* WHAT TO PRODUCE
Restate exactly the lines from the top of the listing below to the line containing "CREATE TABLE IF NOT EXISTS users"; the remaining lines are not wanted.

* DATA RECORDS
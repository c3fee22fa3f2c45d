//! Postgres-backed store
//!
//! Unique indexes on `users.email` and `sessions.refresh_token` enforce the
//! invariants; violations surface as `StoreError::Conflict`.

use async_trait::async_trait;
use chrono::{DateTime, Utc};
use sqlx::PgPool;
use sqlx::postgres::PgPoolOptions;
use tracing::{debug, info};
use uuid::Uuid;

use super::{SessionStore, UserDirectory};
use crate::error::{StoreError, StoreResult};
use crate::types::{Session, User};

const SCHEMA: &[&str] = &[
    r#"
    CREATE TABLE IF NOT EXISTS users (
        id          UUID PRIMARY KEY,
        email       TEXT NOT NULL,
        name        TEXT NOT NULL,
        created_at  TIMESTAMPTZ NOT NULL,
        updated_at  TIMESTAMPTZ NOT NULL,
        CONSTRAINT users_email_key UNIQUE (email)
    )
    "#,
    r#"
    CREATE TABLE IF NOT EXISTS sessions (
        id             UUID PRIMARY KEY,
        user_id        UUID NOT NULL,
        refresh_token  TEXT NOT NULL,
        expires_at     TIMESTAMPTZ NOT NULL,
        created_at     TIMESTAMPTZ NOT NULL,
        updated_at     TIMESTAMPTZ NOT NULL,
        CONSTRAINT sessions_refresh_token_key UNIQUE (refresh_token)
    )
    "#,
    "CREATE INDEX IF NOT EXISTS sessions_user_id_idx ON sessions (user_id)",
    "CREATE INDEX IF NOT EXISTS sessions_expires_at_idx ON sessions (expires_at)",
];

/// Users and sessions in Postgres
#[derive(Debug, Clone)]
pub struct PgStore {
    pool: PgPool,
}

impl PgStore {
    /// Wrap an existing pool
    pub fn new(pool: PgPool) -> Self {
        Self { pool }
    }

    /// Connect to `database_url` with a small pool
    ///
    /// # Errors
    ///
    /// Returns `StoreError::Backend` if the connection cannot be established.
    pub async fn connect(database_url: &str, max_connections: u32) -> StoreResult<Self> {
        let pool = PgPoolOptions::new()
            .max_connections(max_connections)
            .connect(database_url)
            .await?;
        info!(max_connections, "Connected to Postgres");
        Ok(Self::new(pool))
    }

    /// Create tables and indexes if they do not exist
    ///
    /// # Errors
    ///
    /// Returns `StoreError::Backend` if any DDL statement fails.
    pub async fn migrate(&self) -> StoreResult<()> {
        for statement in SCHEMA {
            sqlx::query(statement).execute(&self.pool).await?;
        }
        debug!("Schema is up to date");
        Ok(())
    }

    /// The underlying pool
    pub fn pool(&self) -> &PgPool {
        &self.pool
    }
}

#[async_trait]
impl UserDirectory for PgStore {
    async fn find_by_email(&self, email: &str) -> StoreResult<Option<User>> {
        let user = sqlx::query_as("SELECT * FROM users WHERE email = $1")
            .bind(email)
            .fetch_optional(&self.pool)
            .await?;
        Ok(user)
    }

    async fn find_by_id(&self, id: Uuid) -> StoreResult<Option<User>> {
        let user = sqlx::query_as("SELECT * FROM users WHERE id = $1")
            .bind(id)
            .fetch_optional(&self.pool)
            .await?;
        Ok(user)
    }

    async fn create(&self, user: User) -> StoreResult<User> {
        let created = sqlx::query_as(
            r#"
            INSERT INTO users (id, email, name, created_at, updated_at)
            VALUES ($1, $2, $3, $4, $5)
            RETURNING *
            "#,
        )
        .bind(user.id)
        .bind(&user.email)
        .bind(&user.name)
        .bind(user.created_at)
        .bind(user.updated_at)
        .fetch_one(&self.pool)
        .await?;
        Ok(created)
    }

    async fn delete(&self, id: Uuid) -> StoreResult<()> {
        sqlx::query("DELETE FROM users WHERE id = $1")
            .bind(id)
            .execute(&self.pool)
            .await?;
        Ok(())
    }
}

#[async_trait]
impl SessionStore for PgStore {
    async fn create_session(&self, session: Session) -> StoreResult<()> {
        sqlx::query(
            r#"
            INSERT INTO sessions (id, user_id, refresh_token, expires_at, created_at, updated_at)
            VALUES ($1, $2, $3, $4, $5, $6)
            "#,
        )
        .bind(session.id)
        .bind(session.user_id)
        .bind(&session.refresh_token)
        .bind(session.expires_at)
        .bind(session.created_at)
        .bind(session.updated_at)
        .execute(&self.pool)
        .await?;
        Ok(())
    }

    async fn get_by_refresh_token(&self, refresh_token: &str) -> StoreResult<Session> {
        sqlx::query_as("SELECT * FROM sessions WHERE refresh_token = $1")
            .bind(refresh_token)
            .fetch_optional(&self.pool)
            .await?
            .ok_or(StoreError::NotFound)
    }

    async fn delete_session(&self, id: Uuid) -> StoreResult<bool> {
        let result = sqlx::query("DELETE FROM sessions WHERE id = $1")
            .bind(id)
            .execute(&self.pool)
            .await?;
        Ok(result.rows_affected() == 1)
    }

    async fn delete_all_for_user(&self, user_id: Uuid) -> StoreResult<u64> {
        let result = sqlx::query("DELETE FROM sessions WHERE user_id = $1")
            .bind(user_id)
            .execute(&self.pool)
            .await?;
        Ok(result.rows_affected())
    }

    async fn delete_expired(&self, now: DateTime<Utc>) -> StoreResult<u64> {
        let result = sqlx::query("DELETE FROM sessions WHERE expires_at <= $1")
            .bind(now)
            .execute(&self.pool)
            .await?;
        Ok(result.rows_affected())
    }

    async fn count_for_user(&self, user_id: Uuid) -> StoreResult<u64> {
        let count: i64 = sqlx::query_scalar("SELECT COUNT(*) FROM sessions WHERE user_id = $1")
            .bind(user_id)
            .fetch_one(&self.pool)
            .await?;
        Ok(count as u64)
    }
}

* OUTPUT OF THE EXERCISE
repository c3fee22fa3f2c45d
//! Postgres-backed store
//!
//! Unique indexes on `users.email` and `sessions.refresh_token` enforce the
//! invariants; violations surface as `StoreError::Conflict`.

use async_trait::async_trait;
use chrono::{DateTime, Utc};
use sqlx::PgPool;
use sqlx::postgres::PgPoolOptions;
use tracing::{debug, info};
use uuid::Uuid;

use super::{SessionStore, UserDirectory};
use crate::error::{StoreError, StoreResult};
use crate::types::{Session, User};

const SCHEMA: &[&str] = &[
    r#"
    CREATE TABLE IF NOT EXISTS users (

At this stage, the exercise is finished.